From AI Survey to Production — AI Engineer Melbourne

Ten CEOs with the same AI mandate and wildly different ability to act on it. A talk on the readiness gap — and a governance-aware framework for scoring it before you ever walk in the door. My recap, read from the slides.

I attended this session for Derek because the gap it names — wanting a capability versus being able to ship it — is the same gap that shows up everywhere good intentions outrun infrastructure. (Caveat: I read this one from the slides; the structure is faithful to what was on screen, but there's no verbatim spoken word here.)

The sharpest slide was "Ten CEOs. Same mandate. Different realities." Measured before anyone touched the workforce, the ambition was almost identical across all ten — customer experience rated 4.9 out of 5, market capture 4.6 — "the ambition was consistent." The readiness was anything but: their grasp of AI ran from "no idea" to "comprehensive," infrastructure readiness spanned all five levels, and data maturity produced six different self-assessments.
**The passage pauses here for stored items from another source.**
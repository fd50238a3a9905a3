//! Goal streaks, running totals, and rolling averages.
//!
//! The functions here are pure: they read per-day counts through the
//! [`DailyCounts`] trait and fold changes into [`UserStats`] values the
//! caller owns. The storage layer composes them inside its write
//! transaction, so a reader never observes a day count without the
//! matching statistics.

use std::fmt;

use chrono::{DateTime, Duration, NaiveDate, Utc};
use thiserror::Error;

/// How many days back a streak scan will look.
///
/// A streak that genuinely exceeds the bound is reported as the bound.
pub const STREAK_LOOKBACK_DAYS: u32 = 60;

/// Default window for rolling averages, in days.
pub const DEFAULT_AVERAGE_WINDOW_DAYS: u32 = 30;

/// A goal of zero repetitions per day.
#[derive(Debug, Error)]
#[error("daily goal must be at least 1 repetition")]
pub struct InvalidGoal;

/// A daily repetition goal. Always at least 1.
#[derive(Debug, Clone, Copy, PartialEq, Eq, PartialOrd, Ord)]
pub struct Goal(u32);

impl Goal {
    /// Validates and wraps a goal value.
    pub const fn new(reps_per_day: u32) -> Result<Self, InvalidGoal> {
        if reps_per_day == 0 {
            Err(InvalidGoal)
        } else {
            Ok(Self(reps_per_day))
        }
    }

    /// The goal in repetitions per day.
    pub const fn get(self) -> u32 {
        self.0
    }

    /// Whether `count` meets the goal.
    pub const fn is_met(self, count: u32) -> bool {
        count >= self.0
    }

    /// Fraction of the goal met by `count`, clamped to 1.0.
    pub fn fraction_met(self, count: u32) -> f64 {
        (f64::from(count) / f64::from(self.0)).min(1.0)
    }
}

impl fmt::Display for Goal {
    fn fmt(&self, f: &mut fmt::Formatter<'_>) -> fmt::Result {
        write!(f, "{}", self.0)
    }
}

/// Global statistics maintained across all recorded days.
#[derive(Debug, Clone, Copy, PartialEq, Eq)]
pub struct UserStats {
    /// Longest goal streak ever observed. Never decreases.
    pub best_streak: u32,
    /// Consecutive days ending today on which the goal was met.
    pub current_streak: u32,
    /// Sum of every recorded day count.
    pub total_count: u64,
    /// When a mutation last changed these statistics.
    pub last_updated: DateTime<Utc>,
}

impl UserStats {
    /// Statistics for a store with no recorded days.
    pub const fn empty(now: DateTime<Utc>) -> Self {
        Self {
            best_streak: 0,
            current_streak: 0,
            total_count: 0,
            last_updated: now,
        }
    }
}

/// Read access to per-day counts.
///
/// Implemented by the storage layer and by in-memory fixtures, so the
/// aggregation functions stay independent of where counts live. A read
/// failure propagates to the caller; it is never coerced to zero.
pub trait DailyCounts {
    type Error;

    /// The count recorded for `day`, or 0 when the day has no record.
    fn count_on(&self, day: NaiveDate) -> Result<u32, Self::Error>;
}

/// Folds a single day-count change into the running totals.
///
/// The total moves by `new - previous` without rescanning the store.
/// When `previous == new` nothing changes, `last_updated` included.
pub fn apply_count_change(stats: &mut UserStats, previous: u32, new: u32, now: DateTime<Utc>) {
    if previous == new {
        return;
    }
    if new >= previous {
        stats.total_count += u64::from(new - previous);
    } else {
        stats.total_count = stats.total_count.saturating_sub(u64::from(previous - new));
    }
    stats.last_updated = now;
}

/// Number of consecutive days ending at `today` on which the goal was met.
///
/// `today` itself must meet the goal for the streak to be non-zero; a
/// day still in progress does not count until it gets there. The scan
/// walks backward and stops at the first day below goal, or after
/// [`STREAK_LOOKBACK_DAYS`] days.
pub fn current_streak<C: DailyCounts>(
    counts: &C,
    today: NaiveDate,
    goal: Goal,
) -> Result<u32, C::Error> {
    let mut streak = 0;
    let mut day = today;
    while streak < STREAK_LOOKBACK_DAYS {
        if !goal.is_met(counts.count_on(day)?) {
            break;
        }
        streak += 1;
        day -= Duration::days(1);
    }
    Ok(streak)
}

/// Recomputes the current streak and raises the best streak if beaten.
///
/// The best streak only ever grows; a broken run leaves it where it was.
pub fn recompute_streaks<C: DailyCounts>(
    stats: &mut UserStats,
    counts: &C,
    today: NaiveDate,
    goal: Goal,
) -> Result<(), C::Error> {
    stats.current_streak = current_streak(counts, today, goal)?;
    if stats.current_streak > stats.best_streak {
        stats.best_streak = stats.current_streak;
    }
    Ok(())
}

/// Average count over the active days in the trailing window.
///
/// The window spans `window_days` calendar days ending at `today`,
/// inclusive. Days with no record and days recorded as zero are left
/// out of both the sum and the divisor; a window with no active days
/// averages to 0. The division truncates.
pub fn average_over_window<C: DailyCounts>(
    counts: &C,
    today: NaiveDate,
    window_days: u32,
) -> Result<u32, C::Error> {
    let mut sum: u64 = 0;
    let mut active_days: u64 = 0;
    for back in 0..window_days {
        let count = counts.count_on(today - Duration::days(i64::from(back)))?;
        if count > 0 {
            sum += u64::from(count);
            active_days += 1;
        }
    }
    if active_days == 0 {
        return Ok(0);
    }
    // The average of u32 values cannot exceed u32::MAX.
    Ok(u32::try_from(sum / active_days).unwrap_or(u32::MAX))
}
Same destination, ten very different starting points; the one that pulled ahead simply "arrived differently prepared." The whole talk lives in that split — uniform desire, non-uniform capacity.
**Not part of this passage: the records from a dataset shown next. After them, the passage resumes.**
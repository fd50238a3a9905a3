//! Configuration loading and management.

use std::path::{Path, PathBuf};

use anyhow::Result;
use chrono::Duration;
use figment::Figment;
use figment::providers::{Env, Format, Serialized, Toml};
use serde::{Deserialize, Serialize};

use reps_core::detector::{
    DEFAULT_MIN_REP_INTERVAL_MS, DEFAULT_RETURN_ANGLE_DEG, DEFAULT_SQUAT_ANGLE_DEG,
};
use reps_core::{ConfigError, DetectorConfig, Goal};

/// Smallest daily goal the configuration accepts.
pub const GOAL_MIN: u32 = 1;

/// Largest daily goal the configuration accepts.
pub const GOAL_MAX: u32 = 200;

const DEFAULT_DAILY_GOAL: u32 = 30;

/// Application configuration.
#[derive(Debug, Clone, Serialize, Deserialize)]
pub struct Config {
    /// Path to the database file.
    pub database_path: PathBuf,
    /// Path the snapshot payload is written to.
    pub snapshot_path: PathBuf,
    /// Daily repetition goal.
    pub daily_goal: u32,
    /// Tilt angle in degrees past which a squat starts.
    pub squat_angle_deg: f64,
    /// Tilt angle in degrees under which the body counts as upright again.
    pub return_angle_deg: f64,
    /// Minimum milliseconds between two counted repetitions.
    pub min_rep_interval_ms: i64,
}

impl Default for Config {
    fn default() -> Self {
        let data_dir = dirs_data_path().unwrap_or_else(|| PathBuf::from("."));
        Self {
            database_path: data_dir.join("reps.db"),
            snapshot_path: data_dir.join("snapshot.json"),
            daily_goal: DEFAULT_DAILY_GOAL,
            squat_angle_deg: DEFAULT_SQUAT_ANGLE_DEG,
            return_angle_deg: DEFAULT_RETURN_ANGLE_DEG,
            min_rep_interval_ms: DEFAULT_MIN_REP_INTERVAL_MS,
        }
    }
}

impl Config {
    /// Loads configuration from default locations.
    #[expect(
        clippy::result_large_err,
        reason = "figment::Error is large but only returned at startup"
    )]
    pub fn load() -> Result<Self, figment::Error> {
        Self::load_from(None)
    }

    /// Loads configuration, optionally from a specific file.
    #[expect(
        clippy::result_large_err,
        reason = "figment::Error is large but only returned at startup"
    )]
    pub fn load_from(config_path: Option<&Path>) -> Result<Self, figment::Error> {
        let mut figment = Figment::from(Serialized::defaults(Self::default()));

        // Load from default config location
        if let Some(path) = default_config_file() {
            figment = figment.merge(Toml::file(path));
        }

        // Load from specified config file
        if let Some(path) = config_path {
            figment = figment.merge(Toml::file(path));
        }

        // Load from environment variables (REPS_*)
        figment = figment.merge(Env::prefixed("REPS_"));

        figment.extract()
    }

    /// The configured daily goal, validated against the accepted bounds.
    pub fn goal(&self) -> Result<Goal> {
        validate_goal(self.daily_goal)
    }

    /// The configured detector thresholds, validated.
    pub fn detector_config(&self) -> Result<DetectorConfig, ConfigError> {
        let config = DetectorConfig {
            squat_angle_deg: self.squat_angle_deg,
            return_angle_deg: self.return_angle_deg,
            min_rep_interval: Duration::milliseconds(self.min_rep_interval_ms),
        };
        config.validate()?;
        Ok(config)
    }
}

/// Validates a daily goal against the accepted bounds.
pub fn validate_goal(reps: u32) -> Result<Goal> {
    anyhow::ensure!(
        (GOAL_MIN..=GOAL_MAX).contains(&reps),
        "daily goal must be between {GOAL_MIN} and {GOAL_MAX}, got {reps}"
    );
    Goal::new(reps).map_err(Into::into)
}

/// Returns the platform-specific config directory for reps.
fn dirs_config_path() -> Option<PathBuf> {
    dirs::config_dir().map(|p| p.join("reps"))
}

/// Returns the platform-specific data directory for reps.
///
/// On Linux: `~/.local/share/reps`
pub fn dirs_data_path() -> Option<PathBuf> {
    dirs::data_dir().map(|p| p.join("reps"))
}

/// Returns the default config file location.
///
/// On Linux: `~/.config/reps/config.toml`
pub fn default_config_file() -> Option<PathBuf> {
    dirs_config_path().map(|p| p.join("config.toml"))
}

#[cfg(test)]
mod tests {
    use super::*;

    #[test]
    fn test_dirs_data_path_returns_some() {
        assert!(dirs_data_path().is_some());
    }

    #[test]
    fn test_dirs_data_path_ends_with_reps() {
        let path = dirs_data_path().unwrap();
        assert_eq!(path.file_name().unwrap(), "reps");
    }

    #[test]
    fn test_default_config_file_is_under_config_dir() {
        let path = default_config_file().unwrap();
        assert_eq!(path.file_name().unwrap(), "config.toml");
        assert_eq!(path.parent().unwrap().file_name().unwrap(), "reps");
    }

    #[test]
    fn test_default_config_uses_data_dir() {
        let config = Config::default();
        let data_dir = dirs_data_path().unwrap();
        assert_eq!(config.database_path, data_dir.join("reps.db"));
        assert_eq!(config.snapshot_path, data_dir.join("snapshot.json"));
    }

    #[test]
    fn test_default_goal_is_accepted() {
        let config = Config::default();
        assert_eq!(config.goal().unwrap().get(), 30);
    }

    #[test]
    fn test_goal_bounds_are_enforced() {
        assert!(validate_goal(0).is_err());
        assert!(validate_goal(201).is_err());
        assert!(validate_goal(1).is_ok());
        assert!(validate_goal(200).is_ok());
    }

    #[test]
    fn test_default_detector_config_is_valid() {
        let config = Config::default();
        let detector = config.detector_config().unwrap();
        assert!((detector.squat_angle_deg - 45.0).abs() < f64::EPSILON);
        assert!((detector.return_angle_deg - 10.0).abs() < f64::EPSILON);
    }

    #[test]
    fn test_inverted_thresholds_are_rejected() {
        let config = Config {
            squat_angle_deg: 10.0,
            return_angle_deg: 45.0,
            ..Config::default()
        };
        assert!(config.detector_config().is_err());
    }
}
The tool for closing it was a framework. The speaker, from The Objective Co., took Microsoft's BXT — Business value, eXperience complexity, Technology alignment — and added a fourth letter: G, for Governance Risk. Their argument was that the original three don't account for governance at all, and in a small-and-medium-business context they should. The scores are assigned before any onsite engagement, built on assumptions about infrastructure, and — the bit of intellectual honesty I appreciated — framed explicitly as "a structured hypothesis, not a deployment plan." A readiness assessment that knows it's a guess, and says so.

What I was thinking, live

Read from the slides as they advanced — the audio was down, so this is more inference than my full-caption notes.

The "ten CEOs" slide did something I keep underrating: it separated ambition from readiness and measured them as two different things. We usually collapse them — an org that badly wants to be good at something gets credited with being closer to good at it. This slide pulled them apart and showed the ambition was a flat line at the top while the readiness was scattered all across the floor. Wanting is cheap and uniform; capacity is expensive and unevenly distributed. The whole consulting problem is the distance between those two lines.
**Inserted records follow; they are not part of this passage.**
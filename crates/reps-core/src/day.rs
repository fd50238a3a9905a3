//! Calendar-day bucketing for repetition counts.
//!
//! Counts are stored per local calendar day, but everything upstream of
//! storage works in UTC instants. [`DayBucketer`] is the single place
//! where an instant is turned into a day key.

use chrono::{DateTime, FixedOffset, Local, NaiveDate, Offset, Utc};
use serde::{Deserialize, Serialize};

/// One calendar day's repetition count.
#[derive(Debug, Clone, Copy, PartialEq, Eq, Serialize, Deserialize)]
pub struct DayRecord {
    pub day: NaiveDate,
    pub count: u32,
}

/// Maps UTC instants to calendar days using a UTC offset captured once,
/// at construction.
///
/// The offset is deliberately frozen rather than re-resolved per call:
/// every instant seen by one bucketer lands in a day consistently, even
/// if the process straddles a DST transition. A given instant may still
/// bucket to a different day under a bucketer built after the system
/// timezone changes; counts already stored under the old day keys are
/// left as recorded.
#[derive(Debug, Clone, Copy, PartialEq, Eq)]
pub struct DayBucketer {
    offset: FixedOffset,
}

impl DayBucketer {
    /// Creates a bucketer with an explicit UTC offset.
    pub const fn new(offset: FixedOffset) -> Self {
        Self { offset }
    }

    /// Creates a bucketer from the system timezone's current offset.
    pub fn local() -> Self {
        Self::new(*Local::now().offset())
    }

    /// Creates a bucketer that keys days by UTC.
    pub fn utc() -> Self {
        Self::new(Utc.fix())
    }

    /// The offset this bucketer was built with.
    pub const fn offset(&self) -> FixedOffset {
        self.offset
    }

    /// The calendar day `instant` falls on.
    pub fn day_of(&self, instant: DateTime<Utc>) -> NaiveDate {
        instant.with_timezone(&self.offset).date_naive()
    }
}

#[cfg(test)]
mod tests {
    use super::*;
    use chrono::TimeZone;

    fn instant(h: u32, m: u32) -> DateTime<Utc> {
        Utc.with_ymd_and_hms(2025, 6, 1, h, m, 0).unwrap()
    }

    #[test]
    fn utc_bucketer_uses_utc_date() {
        let bucketer = DayBucketer::utc();
        assert_eq!(
            bucketer.day_of(instant(23, 59)),
            NaiveDate::from_ymd_opt(2025, 6, 1).unwrap()
        );
    }

    #[test]
    fn positive_offset_rolls_late_evening_into_next_day() {
        // UTC+05:30: 2025-06-01T20:00Z is 01:30 local on June 2.
        let bucketer = DayBucketer::new(FixedOffset::east_opt(5 * 3600 + 1800).unwrap());
        assert_eq!(
            bucketer.day_of(instant(20, 0)),
            NaiveDate::from_ymd_opt(2025, 6, 2).unwrap()
        );
    }

    #[test]
    fn negative_offset_rolls_early_morning_into_previous_day() {
        // UTC-07:00: 2025-06-01T03:00Z is 20:00 local on May 31.
        let bucketer = DayBucketer::new(FixedOffset::west_opt(7 * 3600).unwrap());
        assert_eq!(
            bucketer.day_of(instant(3, 0)),
            NaiveDate::from_ymd_opt(2025, 5, 31).unwrap()
        );
    }

    #[test]
    fn same_instant_buckets_differently_across_offsets() {
        let east = DayBucketer::new(FixedOffset::east_opt(10 * 3600).unwrap());
        let west = DayBucketer::new(FixedOffset::west_opt(10 * 3600).unwrap());
        let at = instant(12, 0);
        assert_ne!(east.day_of(at), west.day_of(at));
    }

    #[test]
    fn offset_is_frozen_at_construction() {
        let bucketer = DayBucketer::new(FixedOffset::east_opt(3600).unwrap());
        let copy = bucketer;
        assert_eq!(bucketer.offset(), copy.offset());
        assert_eq!(bucketer.day_of(instant(0, 0)), copy.day_of(instant(0, 0)));
    }

    #[test]
    fn day_record_serializes_with_iso_date() {
        let record = DayRecord {
            day: NaiveDate::from_ymd_opt(2025, 6, 1).unwrap(),
            count: 42,
        };
        let json = serde_json::to_string(&record).unwrap();
        assert_eq!(json, r#"{"day":"2025-06-01","count":42}"#);
    }
}
//! Calendar command: a month of daily counts at a glance.
//!
//! Renders a Sunday-first month grid. Every elapsed day carries a
//! marker for whether the goal was met; days still to come stay blank.

use std::fmt::Write as _;
use std::io::Write;

use anyhow::{Context, Result};
use chrono::{Datelike, Duration, Months, NaiveDate};

use reps_core::{DayRecord, Goal};
use reps_db::Database;

const WEEKDAY_HEADER: &str = "Su  Mo  Tu  We  Th  Fr  Sa";

/// Runs the calendar command.
pub fn run<W: Write>(
    writer: &mut W,
    db: &Database,
    goal: Goal,
    today: NaiveDate,
    month: Option<&str>,
) -> Result<()> {
    let first = match month {
        Some(value) => parse_month(value)?,
        None => today.with_day(1).context("invalid current date")?,
    };
    let next_month = first
        .checked_add_months(Months::new(1))
        .context("month out of range")?;

    let records = db.range(first, next_month)?;
    write!(writer, "{}", month_grid(first, today, goal, &records))?;
    Ok(())
}

/// Parses a `YYYY-MM` argument into the first day of that month.
fn parse_month(value: &str) -> Result<NaiveDate> {
    NaiveDate::parse_from_str(&format!("{value}-01"), "%Y-%m-%d")
        .with_context(|| format!("invalid month '{value}', expected YYYY-MM"))
}

/// Renders one month as a Sunday-first grid.
///
/// Each cell is the day number plus a marker: `✓` when the goal was
/// met, `·` for an elapsed day below goal, nothing for future days. A
/// summary line counts the goal days so far; a month with no elapsed
/// days gets none.
pub fn month_grid(
    first: NaiveDate,
    today: NaiveDate,
    goal: Goal,
    records: &[DayRecord],
) -> String {
    let mut output = String::new();
    writeln!(output, "{}", first.format("%B %Y")).unwrap();
    writeln!(output, "{WEEKDAY_HEADER}").unwrap();

    let mut row: Vec<String> = Vec::with_capacity(7);
    for _ in 0..first.weekday().num_days_from_sunday() {
        row.push("   ".to_string());
    }

    let mut met = 0u32;
    let mut elapsed = 0u32;
    let mut day = first;
    while day.month() == first.month() {
        let count = records
            .iter()
            .find(|record| record.day == day)
            .map_or(0, |record| record.count);
        let marker = if day > today {
            ' '
        } else if goal.is_met(count) {
            met += 1;
            elapsed += 1;
            '✓'
        } else {
            elapsed += 1;
            '·'
        };
        row.push(format!("{:>2}{marker}", day.day()));

        if row.len() == 7 {
            writeln!(output, "{}", row.join(" ").trim_end()).unwrap();
            row.clear();
        }
        day += Duration::days(1);
    }
    if !row.is_empty() {
        writeln!(output, "{}", row.join(" ").trim_end()).unwrap();
    }

    if elapsed > 0 {
        writeln!(output).unwrap();
        writeln!(output, "Goal met on {met} of {elapsed} days").unwrap();
    }

    output
}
Adding G for governance to BXT is a small move that I think says something larger. A framework is a claim about which dimensions matter; whatever you leave out, you implicitly tell people not to score. They noticed governance was unscored and made it a first-class axis. Watching it, I kept asking what else is missing from the usual readiness frameworks — what other dimension is quietly absent because no letter stands for it.

And "a structured hypothesis, not a deployment plan" is the most honest line on the slides. The assessment is deliberately a prior — a fast, structured guess made before contact, meant to be wrong in instructive ways and updated the moment real infrastructure comes into view. A readiness score that announces its own provisionality is more trustworthy than one that pretends to be a measurement.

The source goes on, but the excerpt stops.